(Extracted data entries)
══════

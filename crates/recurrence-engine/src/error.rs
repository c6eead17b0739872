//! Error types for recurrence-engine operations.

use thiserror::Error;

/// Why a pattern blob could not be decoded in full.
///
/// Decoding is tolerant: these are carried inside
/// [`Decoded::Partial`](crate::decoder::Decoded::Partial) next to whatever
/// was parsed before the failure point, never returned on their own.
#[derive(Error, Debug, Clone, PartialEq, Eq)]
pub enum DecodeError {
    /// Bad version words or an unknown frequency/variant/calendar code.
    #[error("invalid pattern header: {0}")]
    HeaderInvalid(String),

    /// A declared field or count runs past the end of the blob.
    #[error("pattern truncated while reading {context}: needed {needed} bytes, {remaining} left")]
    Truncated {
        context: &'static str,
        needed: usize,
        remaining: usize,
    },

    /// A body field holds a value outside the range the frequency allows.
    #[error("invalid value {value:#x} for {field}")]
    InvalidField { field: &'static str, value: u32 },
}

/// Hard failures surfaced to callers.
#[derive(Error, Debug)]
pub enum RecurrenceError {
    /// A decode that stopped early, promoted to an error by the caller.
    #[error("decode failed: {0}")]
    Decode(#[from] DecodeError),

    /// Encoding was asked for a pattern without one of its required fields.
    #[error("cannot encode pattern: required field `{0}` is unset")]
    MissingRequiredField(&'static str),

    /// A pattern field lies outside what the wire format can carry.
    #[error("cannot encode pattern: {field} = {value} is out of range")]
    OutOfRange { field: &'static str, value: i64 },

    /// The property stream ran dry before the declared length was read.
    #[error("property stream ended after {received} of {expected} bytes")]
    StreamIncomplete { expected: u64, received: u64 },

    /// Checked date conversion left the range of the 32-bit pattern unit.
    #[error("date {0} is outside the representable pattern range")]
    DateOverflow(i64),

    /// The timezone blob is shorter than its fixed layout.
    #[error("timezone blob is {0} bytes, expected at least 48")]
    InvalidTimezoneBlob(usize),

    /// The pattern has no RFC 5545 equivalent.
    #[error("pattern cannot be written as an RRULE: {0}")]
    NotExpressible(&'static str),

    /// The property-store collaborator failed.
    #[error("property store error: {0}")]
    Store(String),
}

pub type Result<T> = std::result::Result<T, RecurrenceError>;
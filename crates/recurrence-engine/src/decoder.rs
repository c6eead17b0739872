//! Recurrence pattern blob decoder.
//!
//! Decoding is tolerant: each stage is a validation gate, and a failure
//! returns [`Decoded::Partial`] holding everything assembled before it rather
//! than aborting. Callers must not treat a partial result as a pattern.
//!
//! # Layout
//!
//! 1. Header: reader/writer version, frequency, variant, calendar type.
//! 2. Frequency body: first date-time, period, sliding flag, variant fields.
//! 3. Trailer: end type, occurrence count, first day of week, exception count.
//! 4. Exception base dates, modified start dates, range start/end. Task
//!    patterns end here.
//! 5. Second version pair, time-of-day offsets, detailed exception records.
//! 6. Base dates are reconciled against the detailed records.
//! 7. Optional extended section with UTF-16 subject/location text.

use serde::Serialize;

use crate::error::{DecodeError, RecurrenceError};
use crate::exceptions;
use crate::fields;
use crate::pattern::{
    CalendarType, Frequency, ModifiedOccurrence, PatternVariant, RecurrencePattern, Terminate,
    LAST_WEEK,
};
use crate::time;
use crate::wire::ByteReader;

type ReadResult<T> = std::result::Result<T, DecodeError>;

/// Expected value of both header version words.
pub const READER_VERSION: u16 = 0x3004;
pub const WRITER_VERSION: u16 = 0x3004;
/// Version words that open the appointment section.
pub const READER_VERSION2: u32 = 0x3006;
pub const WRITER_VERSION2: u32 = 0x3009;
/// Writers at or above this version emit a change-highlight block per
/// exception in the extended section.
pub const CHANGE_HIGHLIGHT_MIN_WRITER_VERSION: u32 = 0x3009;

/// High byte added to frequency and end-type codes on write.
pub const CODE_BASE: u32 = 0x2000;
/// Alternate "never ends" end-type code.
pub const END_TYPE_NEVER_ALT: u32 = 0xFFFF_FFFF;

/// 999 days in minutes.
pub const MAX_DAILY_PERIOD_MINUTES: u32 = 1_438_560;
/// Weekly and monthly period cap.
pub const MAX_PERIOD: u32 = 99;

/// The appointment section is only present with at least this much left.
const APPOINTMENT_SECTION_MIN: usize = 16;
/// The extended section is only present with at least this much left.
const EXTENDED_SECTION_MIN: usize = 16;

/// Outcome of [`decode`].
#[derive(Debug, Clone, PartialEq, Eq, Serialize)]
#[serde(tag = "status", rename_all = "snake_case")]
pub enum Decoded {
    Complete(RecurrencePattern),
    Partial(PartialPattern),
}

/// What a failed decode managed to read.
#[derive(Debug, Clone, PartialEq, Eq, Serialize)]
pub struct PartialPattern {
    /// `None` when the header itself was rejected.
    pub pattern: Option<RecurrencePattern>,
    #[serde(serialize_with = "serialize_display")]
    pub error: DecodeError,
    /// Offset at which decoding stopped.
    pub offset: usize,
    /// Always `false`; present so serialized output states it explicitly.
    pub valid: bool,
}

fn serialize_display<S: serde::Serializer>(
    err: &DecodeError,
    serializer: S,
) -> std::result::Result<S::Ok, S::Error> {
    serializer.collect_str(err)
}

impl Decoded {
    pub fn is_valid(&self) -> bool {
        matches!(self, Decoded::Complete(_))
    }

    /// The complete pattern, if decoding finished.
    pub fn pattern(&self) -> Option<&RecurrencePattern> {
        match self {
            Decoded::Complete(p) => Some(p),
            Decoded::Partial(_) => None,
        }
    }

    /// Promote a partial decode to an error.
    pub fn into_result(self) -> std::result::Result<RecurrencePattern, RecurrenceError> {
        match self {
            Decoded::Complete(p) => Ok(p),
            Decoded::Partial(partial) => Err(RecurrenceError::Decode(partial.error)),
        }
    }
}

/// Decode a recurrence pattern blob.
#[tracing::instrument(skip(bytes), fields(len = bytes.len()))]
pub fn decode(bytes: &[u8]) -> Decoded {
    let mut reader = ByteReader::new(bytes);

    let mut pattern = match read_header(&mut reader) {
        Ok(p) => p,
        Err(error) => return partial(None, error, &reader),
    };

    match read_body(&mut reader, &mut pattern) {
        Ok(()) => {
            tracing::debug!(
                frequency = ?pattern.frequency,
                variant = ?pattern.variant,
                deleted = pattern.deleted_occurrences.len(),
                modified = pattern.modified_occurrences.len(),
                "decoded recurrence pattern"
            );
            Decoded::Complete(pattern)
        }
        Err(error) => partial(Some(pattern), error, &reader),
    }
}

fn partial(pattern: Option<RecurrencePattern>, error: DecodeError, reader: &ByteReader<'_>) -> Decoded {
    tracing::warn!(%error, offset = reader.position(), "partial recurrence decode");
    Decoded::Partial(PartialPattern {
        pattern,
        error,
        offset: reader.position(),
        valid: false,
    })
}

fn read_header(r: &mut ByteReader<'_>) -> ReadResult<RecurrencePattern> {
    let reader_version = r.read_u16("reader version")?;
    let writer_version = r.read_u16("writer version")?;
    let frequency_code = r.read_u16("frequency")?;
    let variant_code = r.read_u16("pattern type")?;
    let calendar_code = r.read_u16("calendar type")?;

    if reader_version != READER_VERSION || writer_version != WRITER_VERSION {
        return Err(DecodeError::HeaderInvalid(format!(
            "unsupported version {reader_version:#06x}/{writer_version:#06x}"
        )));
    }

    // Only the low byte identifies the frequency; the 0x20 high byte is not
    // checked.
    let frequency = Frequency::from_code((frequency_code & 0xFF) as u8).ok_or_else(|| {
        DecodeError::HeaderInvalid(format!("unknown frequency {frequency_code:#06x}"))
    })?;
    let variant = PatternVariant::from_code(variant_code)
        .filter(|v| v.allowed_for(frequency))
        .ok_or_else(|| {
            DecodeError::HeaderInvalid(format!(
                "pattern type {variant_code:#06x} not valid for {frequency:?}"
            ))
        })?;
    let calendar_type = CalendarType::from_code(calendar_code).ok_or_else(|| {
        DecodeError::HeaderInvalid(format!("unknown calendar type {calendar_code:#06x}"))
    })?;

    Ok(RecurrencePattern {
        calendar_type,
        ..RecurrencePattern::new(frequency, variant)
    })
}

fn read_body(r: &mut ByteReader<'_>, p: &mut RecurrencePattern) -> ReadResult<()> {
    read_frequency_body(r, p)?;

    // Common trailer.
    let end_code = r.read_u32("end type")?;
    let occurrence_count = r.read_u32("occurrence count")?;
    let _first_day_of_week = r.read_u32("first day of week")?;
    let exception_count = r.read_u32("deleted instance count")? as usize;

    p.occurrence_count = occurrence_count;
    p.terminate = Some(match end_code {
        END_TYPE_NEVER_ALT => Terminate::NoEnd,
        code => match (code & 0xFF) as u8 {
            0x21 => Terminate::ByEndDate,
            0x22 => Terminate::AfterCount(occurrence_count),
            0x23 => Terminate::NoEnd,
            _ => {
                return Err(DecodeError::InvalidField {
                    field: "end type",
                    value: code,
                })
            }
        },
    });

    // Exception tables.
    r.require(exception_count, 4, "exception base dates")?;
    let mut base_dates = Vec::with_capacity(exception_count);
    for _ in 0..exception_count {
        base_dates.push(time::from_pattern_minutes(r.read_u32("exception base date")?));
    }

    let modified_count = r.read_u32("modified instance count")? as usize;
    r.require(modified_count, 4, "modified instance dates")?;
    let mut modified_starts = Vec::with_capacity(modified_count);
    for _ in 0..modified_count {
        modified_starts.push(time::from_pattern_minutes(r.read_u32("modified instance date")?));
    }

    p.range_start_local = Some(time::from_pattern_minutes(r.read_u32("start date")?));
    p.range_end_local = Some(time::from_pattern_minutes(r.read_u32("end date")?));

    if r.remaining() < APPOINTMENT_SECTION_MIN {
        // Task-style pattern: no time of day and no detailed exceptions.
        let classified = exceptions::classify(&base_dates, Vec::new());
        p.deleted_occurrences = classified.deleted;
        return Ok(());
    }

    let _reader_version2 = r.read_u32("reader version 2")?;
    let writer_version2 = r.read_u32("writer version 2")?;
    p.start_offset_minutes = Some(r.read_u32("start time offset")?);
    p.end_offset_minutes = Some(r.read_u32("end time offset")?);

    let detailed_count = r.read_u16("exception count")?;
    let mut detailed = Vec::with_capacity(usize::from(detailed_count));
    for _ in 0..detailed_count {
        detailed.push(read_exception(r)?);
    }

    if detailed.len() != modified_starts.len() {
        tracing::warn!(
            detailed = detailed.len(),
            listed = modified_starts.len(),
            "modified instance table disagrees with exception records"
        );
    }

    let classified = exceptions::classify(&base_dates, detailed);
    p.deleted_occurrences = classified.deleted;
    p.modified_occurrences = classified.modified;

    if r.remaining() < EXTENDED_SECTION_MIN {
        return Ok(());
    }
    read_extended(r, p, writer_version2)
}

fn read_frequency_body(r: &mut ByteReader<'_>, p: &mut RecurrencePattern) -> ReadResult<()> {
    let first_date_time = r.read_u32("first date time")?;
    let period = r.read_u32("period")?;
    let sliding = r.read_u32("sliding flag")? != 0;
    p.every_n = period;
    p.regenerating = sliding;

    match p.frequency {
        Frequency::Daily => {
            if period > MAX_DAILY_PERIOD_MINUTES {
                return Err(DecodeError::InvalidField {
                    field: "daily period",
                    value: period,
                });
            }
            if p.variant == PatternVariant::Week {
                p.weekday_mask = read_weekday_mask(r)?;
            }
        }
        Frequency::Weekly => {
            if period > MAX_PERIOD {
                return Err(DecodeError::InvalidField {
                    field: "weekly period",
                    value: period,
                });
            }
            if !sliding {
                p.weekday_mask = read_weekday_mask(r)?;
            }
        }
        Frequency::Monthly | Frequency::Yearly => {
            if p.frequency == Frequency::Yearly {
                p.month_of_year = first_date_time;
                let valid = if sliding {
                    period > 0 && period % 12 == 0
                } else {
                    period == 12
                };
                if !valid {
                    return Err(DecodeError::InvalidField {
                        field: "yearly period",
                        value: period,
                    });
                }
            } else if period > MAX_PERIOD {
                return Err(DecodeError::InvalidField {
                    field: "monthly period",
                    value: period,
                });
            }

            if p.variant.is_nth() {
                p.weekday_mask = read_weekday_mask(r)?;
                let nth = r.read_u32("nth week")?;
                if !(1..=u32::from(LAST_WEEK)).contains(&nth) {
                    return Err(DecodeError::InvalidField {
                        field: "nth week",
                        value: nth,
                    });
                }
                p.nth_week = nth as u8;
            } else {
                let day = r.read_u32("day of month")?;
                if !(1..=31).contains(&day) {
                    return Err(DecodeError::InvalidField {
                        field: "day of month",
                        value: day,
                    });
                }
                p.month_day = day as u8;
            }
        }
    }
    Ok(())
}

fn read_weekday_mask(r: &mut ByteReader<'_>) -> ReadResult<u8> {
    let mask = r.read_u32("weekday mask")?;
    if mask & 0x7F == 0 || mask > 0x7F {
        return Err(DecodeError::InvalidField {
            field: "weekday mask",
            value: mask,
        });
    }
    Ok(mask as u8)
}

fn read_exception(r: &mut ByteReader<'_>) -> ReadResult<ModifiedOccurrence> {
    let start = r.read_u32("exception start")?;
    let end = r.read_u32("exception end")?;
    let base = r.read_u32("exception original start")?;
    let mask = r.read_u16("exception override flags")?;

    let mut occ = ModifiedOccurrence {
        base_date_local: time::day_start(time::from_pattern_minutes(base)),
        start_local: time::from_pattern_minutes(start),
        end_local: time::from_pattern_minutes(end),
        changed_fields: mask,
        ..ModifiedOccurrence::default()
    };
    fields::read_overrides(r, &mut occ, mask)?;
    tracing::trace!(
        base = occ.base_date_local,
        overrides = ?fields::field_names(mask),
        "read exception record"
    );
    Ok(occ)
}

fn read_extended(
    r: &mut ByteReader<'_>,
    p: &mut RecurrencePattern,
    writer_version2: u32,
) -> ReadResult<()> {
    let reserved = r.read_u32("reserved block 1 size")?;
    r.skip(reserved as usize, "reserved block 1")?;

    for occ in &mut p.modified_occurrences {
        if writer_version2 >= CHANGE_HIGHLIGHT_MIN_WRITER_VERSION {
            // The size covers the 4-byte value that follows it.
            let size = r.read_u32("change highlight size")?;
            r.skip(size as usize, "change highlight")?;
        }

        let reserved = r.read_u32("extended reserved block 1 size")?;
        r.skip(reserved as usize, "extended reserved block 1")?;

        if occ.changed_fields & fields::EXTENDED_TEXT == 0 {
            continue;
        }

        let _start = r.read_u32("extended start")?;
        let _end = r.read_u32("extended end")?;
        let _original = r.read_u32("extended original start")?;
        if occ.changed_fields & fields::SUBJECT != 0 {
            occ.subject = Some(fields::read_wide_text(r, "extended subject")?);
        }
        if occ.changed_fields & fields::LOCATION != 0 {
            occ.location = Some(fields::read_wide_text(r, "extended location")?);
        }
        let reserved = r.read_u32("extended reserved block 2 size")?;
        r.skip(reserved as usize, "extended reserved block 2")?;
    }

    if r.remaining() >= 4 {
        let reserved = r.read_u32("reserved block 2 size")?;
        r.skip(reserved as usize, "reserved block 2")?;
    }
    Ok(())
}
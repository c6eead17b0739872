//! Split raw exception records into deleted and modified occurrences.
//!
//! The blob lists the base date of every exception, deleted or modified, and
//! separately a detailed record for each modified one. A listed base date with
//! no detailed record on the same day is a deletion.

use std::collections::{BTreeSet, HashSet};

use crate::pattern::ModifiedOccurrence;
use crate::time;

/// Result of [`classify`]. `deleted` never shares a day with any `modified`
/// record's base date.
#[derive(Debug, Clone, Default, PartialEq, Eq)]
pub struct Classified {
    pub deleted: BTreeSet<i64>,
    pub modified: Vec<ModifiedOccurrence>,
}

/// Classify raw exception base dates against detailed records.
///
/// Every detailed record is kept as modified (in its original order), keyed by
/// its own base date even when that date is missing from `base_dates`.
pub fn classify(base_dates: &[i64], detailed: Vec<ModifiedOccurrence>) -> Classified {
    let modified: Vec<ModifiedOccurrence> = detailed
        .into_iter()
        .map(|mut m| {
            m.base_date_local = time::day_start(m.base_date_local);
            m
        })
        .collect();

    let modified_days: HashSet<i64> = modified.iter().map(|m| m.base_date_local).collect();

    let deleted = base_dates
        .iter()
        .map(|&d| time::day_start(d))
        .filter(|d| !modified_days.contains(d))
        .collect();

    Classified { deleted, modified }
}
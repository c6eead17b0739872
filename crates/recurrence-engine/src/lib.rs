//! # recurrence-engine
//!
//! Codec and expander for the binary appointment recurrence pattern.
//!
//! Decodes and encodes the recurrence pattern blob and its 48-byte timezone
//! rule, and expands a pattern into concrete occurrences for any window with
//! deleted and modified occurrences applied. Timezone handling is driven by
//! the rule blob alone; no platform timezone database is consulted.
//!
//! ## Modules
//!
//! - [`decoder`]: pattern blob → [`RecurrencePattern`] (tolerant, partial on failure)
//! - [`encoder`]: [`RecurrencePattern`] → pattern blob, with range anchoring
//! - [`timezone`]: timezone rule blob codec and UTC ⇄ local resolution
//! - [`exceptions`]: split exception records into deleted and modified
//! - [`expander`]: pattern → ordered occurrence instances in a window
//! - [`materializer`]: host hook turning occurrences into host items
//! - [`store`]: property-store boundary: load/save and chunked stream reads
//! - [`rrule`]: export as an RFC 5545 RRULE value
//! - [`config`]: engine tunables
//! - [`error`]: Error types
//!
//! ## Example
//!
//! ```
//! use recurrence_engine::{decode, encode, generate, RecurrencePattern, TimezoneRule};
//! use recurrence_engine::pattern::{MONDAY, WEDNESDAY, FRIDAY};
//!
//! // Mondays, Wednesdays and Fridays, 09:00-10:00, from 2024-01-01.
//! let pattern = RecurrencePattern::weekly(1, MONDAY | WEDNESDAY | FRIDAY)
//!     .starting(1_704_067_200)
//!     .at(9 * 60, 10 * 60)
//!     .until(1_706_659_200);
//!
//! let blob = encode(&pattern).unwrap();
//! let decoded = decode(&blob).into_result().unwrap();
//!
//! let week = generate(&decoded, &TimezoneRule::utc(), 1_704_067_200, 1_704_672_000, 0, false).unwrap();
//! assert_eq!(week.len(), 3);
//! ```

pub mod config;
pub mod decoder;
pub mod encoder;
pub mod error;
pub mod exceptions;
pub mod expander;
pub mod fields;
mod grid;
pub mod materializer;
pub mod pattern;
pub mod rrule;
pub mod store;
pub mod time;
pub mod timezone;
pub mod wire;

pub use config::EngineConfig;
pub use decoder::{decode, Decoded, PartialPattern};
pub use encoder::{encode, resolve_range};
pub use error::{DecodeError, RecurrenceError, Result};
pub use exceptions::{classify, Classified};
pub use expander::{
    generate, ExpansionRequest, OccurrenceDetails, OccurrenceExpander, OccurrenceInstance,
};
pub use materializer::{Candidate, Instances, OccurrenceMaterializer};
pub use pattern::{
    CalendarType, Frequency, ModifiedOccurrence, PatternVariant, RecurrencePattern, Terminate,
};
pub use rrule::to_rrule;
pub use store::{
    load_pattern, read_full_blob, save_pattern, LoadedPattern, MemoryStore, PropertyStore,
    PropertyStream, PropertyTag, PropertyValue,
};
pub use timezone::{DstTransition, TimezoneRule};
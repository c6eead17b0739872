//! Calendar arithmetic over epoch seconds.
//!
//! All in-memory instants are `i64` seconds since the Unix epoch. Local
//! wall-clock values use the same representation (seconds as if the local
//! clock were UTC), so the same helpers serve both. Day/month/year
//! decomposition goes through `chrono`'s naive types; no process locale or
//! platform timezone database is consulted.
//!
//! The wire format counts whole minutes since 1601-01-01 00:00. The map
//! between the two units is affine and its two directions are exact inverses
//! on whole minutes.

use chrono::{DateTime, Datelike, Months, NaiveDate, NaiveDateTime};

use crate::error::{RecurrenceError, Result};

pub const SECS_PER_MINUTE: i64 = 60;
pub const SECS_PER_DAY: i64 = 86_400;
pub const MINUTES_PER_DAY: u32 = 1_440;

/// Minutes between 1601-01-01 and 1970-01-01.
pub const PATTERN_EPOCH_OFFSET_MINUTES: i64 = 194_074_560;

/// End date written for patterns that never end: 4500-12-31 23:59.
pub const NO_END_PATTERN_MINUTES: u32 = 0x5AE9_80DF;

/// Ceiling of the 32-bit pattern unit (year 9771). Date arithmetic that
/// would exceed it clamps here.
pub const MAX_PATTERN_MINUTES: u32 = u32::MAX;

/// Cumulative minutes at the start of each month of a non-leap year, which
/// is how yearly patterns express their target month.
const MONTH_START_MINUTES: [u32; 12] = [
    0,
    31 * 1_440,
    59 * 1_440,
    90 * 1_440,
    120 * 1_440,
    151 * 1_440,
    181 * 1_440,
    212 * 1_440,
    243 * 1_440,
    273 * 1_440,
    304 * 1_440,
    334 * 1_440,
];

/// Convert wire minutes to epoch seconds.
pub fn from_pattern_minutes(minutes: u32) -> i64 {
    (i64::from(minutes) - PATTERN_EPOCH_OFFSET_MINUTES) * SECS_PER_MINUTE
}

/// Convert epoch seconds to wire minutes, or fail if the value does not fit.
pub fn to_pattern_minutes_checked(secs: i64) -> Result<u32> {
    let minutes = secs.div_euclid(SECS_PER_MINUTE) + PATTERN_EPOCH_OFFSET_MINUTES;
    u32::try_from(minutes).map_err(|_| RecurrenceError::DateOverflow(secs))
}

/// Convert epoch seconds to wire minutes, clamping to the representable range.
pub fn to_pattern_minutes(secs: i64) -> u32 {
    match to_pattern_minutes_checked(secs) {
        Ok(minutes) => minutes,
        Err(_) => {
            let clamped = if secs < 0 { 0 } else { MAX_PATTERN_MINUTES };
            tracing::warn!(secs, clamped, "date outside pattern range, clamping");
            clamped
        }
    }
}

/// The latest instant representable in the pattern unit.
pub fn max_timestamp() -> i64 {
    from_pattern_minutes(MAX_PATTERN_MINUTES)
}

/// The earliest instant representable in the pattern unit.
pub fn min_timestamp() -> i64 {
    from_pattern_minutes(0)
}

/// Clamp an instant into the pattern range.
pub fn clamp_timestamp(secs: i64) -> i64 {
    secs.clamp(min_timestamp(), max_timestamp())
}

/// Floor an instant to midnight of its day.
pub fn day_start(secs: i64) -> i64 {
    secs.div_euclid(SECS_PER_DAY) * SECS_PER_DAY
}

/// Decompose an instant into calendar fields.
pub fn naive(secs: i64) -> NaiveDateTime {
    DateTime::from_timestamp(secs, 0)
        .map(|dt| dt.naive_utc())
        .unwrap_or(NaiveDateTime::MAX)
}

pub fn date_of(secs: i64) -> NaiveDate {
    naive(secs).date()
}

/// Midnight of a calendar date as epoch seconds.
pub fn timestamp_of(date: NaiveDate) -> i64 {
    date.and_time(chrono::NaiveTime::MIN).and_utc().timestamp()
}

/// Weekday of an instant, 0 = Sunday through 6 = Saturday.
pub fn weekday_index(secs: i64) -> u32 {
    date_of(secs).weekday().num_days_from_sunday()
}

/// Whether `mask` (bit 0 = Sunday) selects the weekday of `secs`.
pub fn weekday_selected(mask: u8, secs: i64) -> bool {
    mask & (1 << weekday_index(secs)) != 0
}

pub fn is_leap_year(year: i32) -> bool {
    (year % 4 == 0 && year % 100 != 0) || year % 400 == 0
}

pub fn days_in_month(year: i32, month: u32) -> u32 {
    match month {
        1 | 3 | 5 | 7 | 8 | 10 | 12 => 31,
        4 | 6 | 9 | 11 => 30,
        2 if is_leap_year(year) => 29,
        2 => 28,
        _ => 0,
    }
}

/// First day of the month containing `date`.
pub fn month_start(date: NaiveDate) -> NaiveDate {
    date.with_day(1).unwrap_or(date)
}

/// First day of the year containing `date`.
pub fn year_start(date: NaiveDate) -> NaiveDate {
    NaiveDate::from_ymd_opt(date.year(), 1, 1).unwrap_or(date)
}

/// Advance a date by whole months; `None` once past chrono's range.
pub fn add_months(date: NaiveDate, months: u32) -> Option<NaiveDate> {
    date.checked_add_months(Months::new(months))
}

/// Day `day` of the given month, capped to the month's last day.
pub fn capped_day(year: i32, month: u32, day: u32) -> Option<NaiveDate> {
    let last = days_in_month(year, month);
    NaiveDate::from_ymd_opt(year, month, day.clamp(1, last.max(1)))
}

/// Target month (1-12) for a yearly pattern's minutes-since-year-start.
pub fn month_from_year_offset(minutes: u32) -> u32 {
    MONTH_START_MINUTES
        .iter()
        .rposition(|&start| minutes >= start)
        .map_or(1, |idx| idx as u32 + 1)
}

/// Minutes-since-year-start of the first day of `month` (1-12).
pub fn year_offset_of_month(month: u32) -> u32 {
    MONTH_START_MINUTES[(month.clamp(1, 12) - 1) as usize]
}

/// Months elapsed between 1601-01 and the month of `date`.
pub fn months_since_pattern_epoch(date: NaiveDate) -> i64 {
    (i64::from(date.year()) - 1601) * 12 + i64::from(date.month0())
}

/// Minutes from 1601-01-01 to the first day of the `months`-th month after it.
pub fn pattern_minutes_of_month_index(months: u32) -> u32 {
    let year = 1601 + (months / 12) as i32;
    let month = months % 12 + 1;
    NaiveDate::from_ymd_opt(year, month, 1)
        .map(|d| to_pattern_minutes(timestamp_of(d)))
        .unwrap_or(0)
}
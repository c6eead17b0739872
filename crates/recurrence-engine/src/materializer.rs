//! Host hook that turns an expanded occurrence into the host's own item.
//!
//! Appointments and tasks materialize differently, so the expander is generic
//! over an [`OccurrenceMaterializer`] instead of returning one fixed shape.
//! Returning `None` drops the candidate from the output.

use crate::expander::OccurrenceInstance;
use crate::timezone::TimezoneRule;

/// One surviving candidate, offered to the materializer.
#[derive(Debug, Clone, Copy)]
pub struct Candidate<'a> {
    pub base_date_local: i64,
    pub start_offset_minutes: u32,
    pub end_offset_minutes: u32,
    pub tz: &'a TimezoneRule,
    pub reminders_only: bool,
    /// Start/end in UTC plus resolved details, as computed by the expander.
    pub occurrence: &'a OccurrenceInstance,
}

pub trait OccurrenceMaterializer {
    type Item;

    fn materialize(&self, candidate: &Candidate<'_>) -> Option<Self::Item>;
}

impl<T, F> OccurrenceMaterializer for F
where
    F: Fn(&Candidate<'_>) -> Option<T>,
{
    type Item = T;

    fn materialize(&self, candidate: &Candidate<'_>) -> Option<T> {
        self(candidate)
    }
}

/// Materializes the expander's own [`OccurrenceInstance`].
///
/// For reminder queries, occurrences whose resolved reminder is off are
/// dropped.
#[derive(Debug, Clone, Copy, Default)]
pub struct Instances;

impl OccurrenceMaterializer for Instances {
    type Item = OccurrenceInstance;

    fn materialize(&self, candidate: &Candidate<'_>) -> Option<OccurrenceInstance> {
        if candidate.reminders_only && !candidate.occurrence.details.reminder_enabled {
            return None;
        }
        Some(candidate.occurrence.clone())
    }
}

══════

* [What the task requires]
Give only the number of lines in the entries that contain "records".

* [Answer section]
6